At 00.40 on the morning of 3 August Emmerson Mnangagwa was announced to have won Zimbabwe's presidential election.
Out of 23 presidential candidates, only two received significant support. Nelson Chamisa of the Movement for Democratic Change-Alliance received 2,147,436 votes, constituting 44.3 per cent of the total. Emmerson Mnangagwa, leader of Zanu-PF, received 2,460,463 votes, constituting 50.8 per cent of the total. The breaking of the 50 per cent barrier by Mr Mnangagwa meant there would be no need for a second-round run-off. Mr Chamisa has made his intention clear to contest the result.
The country went to polls on 30 July to elect a new president and members of parliament, but on 1 August, three people were killed in clashes with army and the police. Opposition supporters took to the streets of the capital Harare as the ruling Zanu-PF party was reported to have secured a parliamentary majority in the country’s first election since independence without Robert Mugabe. The Zimbabwe Election Commission (ZEC) said Zanu-PF had won 144 out of 210 parliamentary seats.
But supporters of the opposition MDC-Alliance were demonstrating not in response to this announcement but against the delay in the announcement of the presidential result, in the belief that the delay meant the result was being rigged. Some marched to the gates of the ZEC in the capital where riot police were massed. In particular they demanded the announcement be made before the lapse of the five-day period stipulated in the constitution. The army and the police fired live ammunition into the crowds of demonstrating men and women killing three. Three other people later died of their injuries.

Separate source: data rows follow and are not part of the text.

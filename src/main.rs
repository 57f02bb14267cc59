mod analyzer;
mod cli;
mod commands;
mod config;
mod fs_scanner;
mod models;
mod ui;

use anyhow::Result;
use clap::{crate_name, Parser};
use std::process::ExitCode;

use crate::cli::Cli;

fn init_logger(cli: &Cli) -> Result<()> {
    let crate_name = crate_name!();
    let mut logger_builder = pretty_env_logger::formatted_builder();

    // stderr carries unreadable paths; keep it quiet unless asked
    let default_log_level = log::LevelFilter::Warn;
    logger_builder.filter_module(crate_name, default_log_level);
    if let Ok(filter) = std::env::var("RUST_LOG") {
        logger_builder.parse_filters(&filter);
    }
    if cli.verbose != 0 {
        let mut iter = log::LevelFilter::iter().fuse();
        iter.find(|level| *level == default_log_level);
        for _ in 0..(cli.verbose - 1) {
            iter.next();
        }
        let level = iter.next().unwrap_or(log::LevelFilter::max());
        logger_builder.filter_module(crate_name, level);
    }
    if let Some(level) = cli.log_level {
        logger_builder.filter_module(crate_name, level);
    }
    logger_builder.try_init()?;
    Ok(())
}

fn main() -> ExitCode {
    // Bare invocation is an error with no output at all.
    if std::env::args_os().len() < 2 {
        return ExitCode::FAILURE;
    }

    let cli = match Cli::try_parse() {
        Ok(cli) => cli,
        Err(err) => {
            let _ = err.print();
            return if err.use_stderr() {
                ExitCode::FAILURE
            } else {
                ExitCode::SUCCESS
            };
        }
    };

    if let Err(err) = init_logger(&cli) {
        eprintln!("Error: {err:#}");
        return ExitCode::FAILURE;
    }
    log::trace!("parsed options: {cli:#?}");

    match commands::scan::run(&cli) {
        Ok(_) => ExitCode::SUCCESS,
        Err(err) if ui::is_broken_pipe(&err) => {
            log::debug!("output closed early: {err:#}");
            ExitCode::SUCCESS
        }
        Err(err) => {
            eprintln!("Error: {err:#}");
            ExitCode::FAILURE
        }
    }
}
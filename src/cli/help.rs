pub const TOP_LONG_ABOUT: &str = "rummage walks each PATH (or the current directory) depth-first and prints every non-directory file whose last access time is older than the given threshold.\n\nSymbolic links are never followed: a link is reported like any other file, by its own access time.";

pub const TOP_AFTER_HELP: &str = "EXAMPLES:\n  rummage -d 30 ~/Downloads\n  rummage -h 12 /var/tmp /tmp\n  rummage -m 90\n  rummage 7 build/          (legacy form: a bare number is days)\n  rummage --json -d 365 ~\n\nOUTPUT:\n  stdout: <path> \\t <access time>, one line per stale file\n  stderr: one line per path that could not be read\n\nNOTES:\n  A file is stale when its access time is strictly older than the threshold.\n  Filesystems mounted with noatime or relatime may report stale access times.";
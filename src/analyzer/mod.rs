use std::fs::Metadata;
use std::time::{SystemTime, UNIX_EPOCH};

use crate::models::AgeThreshold;

/// Access time from a non-dereferencing stat, falling back to mtime where the
/// platform does not record atime.
pub fn last_access(metadata: &Metadata) -> Option<SystemTime> {
    metadata.accessed().or_else(|_| metadata.modified()).ok()
}

/// Whole seconds since the epoch, floored (so pre-epoch times stay ordered).
pub fn unix_seconds(t: SystemTime) -> i64 {
    match t.duration_since(UNIX_EPOCH) {
        Ok(d) => i64::try_from(d.as_secs()).unwrap_or(i64::MAX),
        Err(e) => {
            let before = e.duration();
            let secs = i64::try_from(before.as_secs()).unwrap_or(i64::MAX);
            if before.subsec_nanos() > 0 {
                (-secs).saturating_sub(1)
            } else {
                -secs
            }
        }
    }
}

/// Seconds elapsed between `accessed` and `reference`. Negative when the
/// access time lies in the future.
pub fn age_seconds(reference: SystemTime, accessed: SystemTime) -> i64 {
    unix_seconds(reference).saturating_sub(unix_seconds(accessed))
}

/// Strictly older than the threshold: a file exactly at the boundary is not stale.
pub fn is_stale(reference: SystemTime, accessed: SystemTime, threshold: AgeThreshold) -> bool {
    age_seconds(reference, accessed) > threshold.as_secs()
}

Catholic bishops in Zimbabwe are offering to mediate in post-election disputes, to prevent further violence.
Bishop Rudolf Nyandoro, the Catholic Commission of Justice and Peace (CCJP) chairperson condemned the use of live ammunition on unarmed civilians.
“As Church, we condemn the killing of the demonstrators and all the ruthless force used by the Zimbabwe Defence Forces and the Zimbabwe Republic Police on 1 August 2018,” said Nyandoro, the bishop of Gokwe Diocese, adding it undermines basic human rights and values of human life and human dignity.
“We equally blame the use of violent protests and destruction of property when citizens have grievances,” he added.
Earlier, on 29 June, the bishops issued a pre-election Pastoral Letter “Opening A New Door: The July 2018 Elections and Beyond” commending the relative peace Zimbabwe had experienced before the election period.
The bishop asked the army and police to apologise for the excessive use of force to the nation and the bereaved families that lost their loved ones in the shooting. Saying “sorry” would open doors for healing and rebuilding of good relationships between citizens and their defence forces, he said.
Nyandoro proposed the need for an inclusive, objective, internally constructed process to resolve the immediate electoral conflict
He said the Churches of Zimbabwe were available as a mediation resource for all-sides, offering confidential dialogue in the short, medium and long-term.
“The conference will set up a mediation that will assist the church to help with the situation, should election results be contested,” said Nyandoro.
The bishop said everybody must understand that Zimbabwe’s crisis is deeper than those emanating from the elections.
“There is need for a holistic national peace and reconciliation process that goes beyond electoral disputes,” Nyandoro said, asking all political parties to use the safe space promised by the Church for peace building and “inclusion to address the immediate and deeper problems affecting the Zimbabwe we all want.”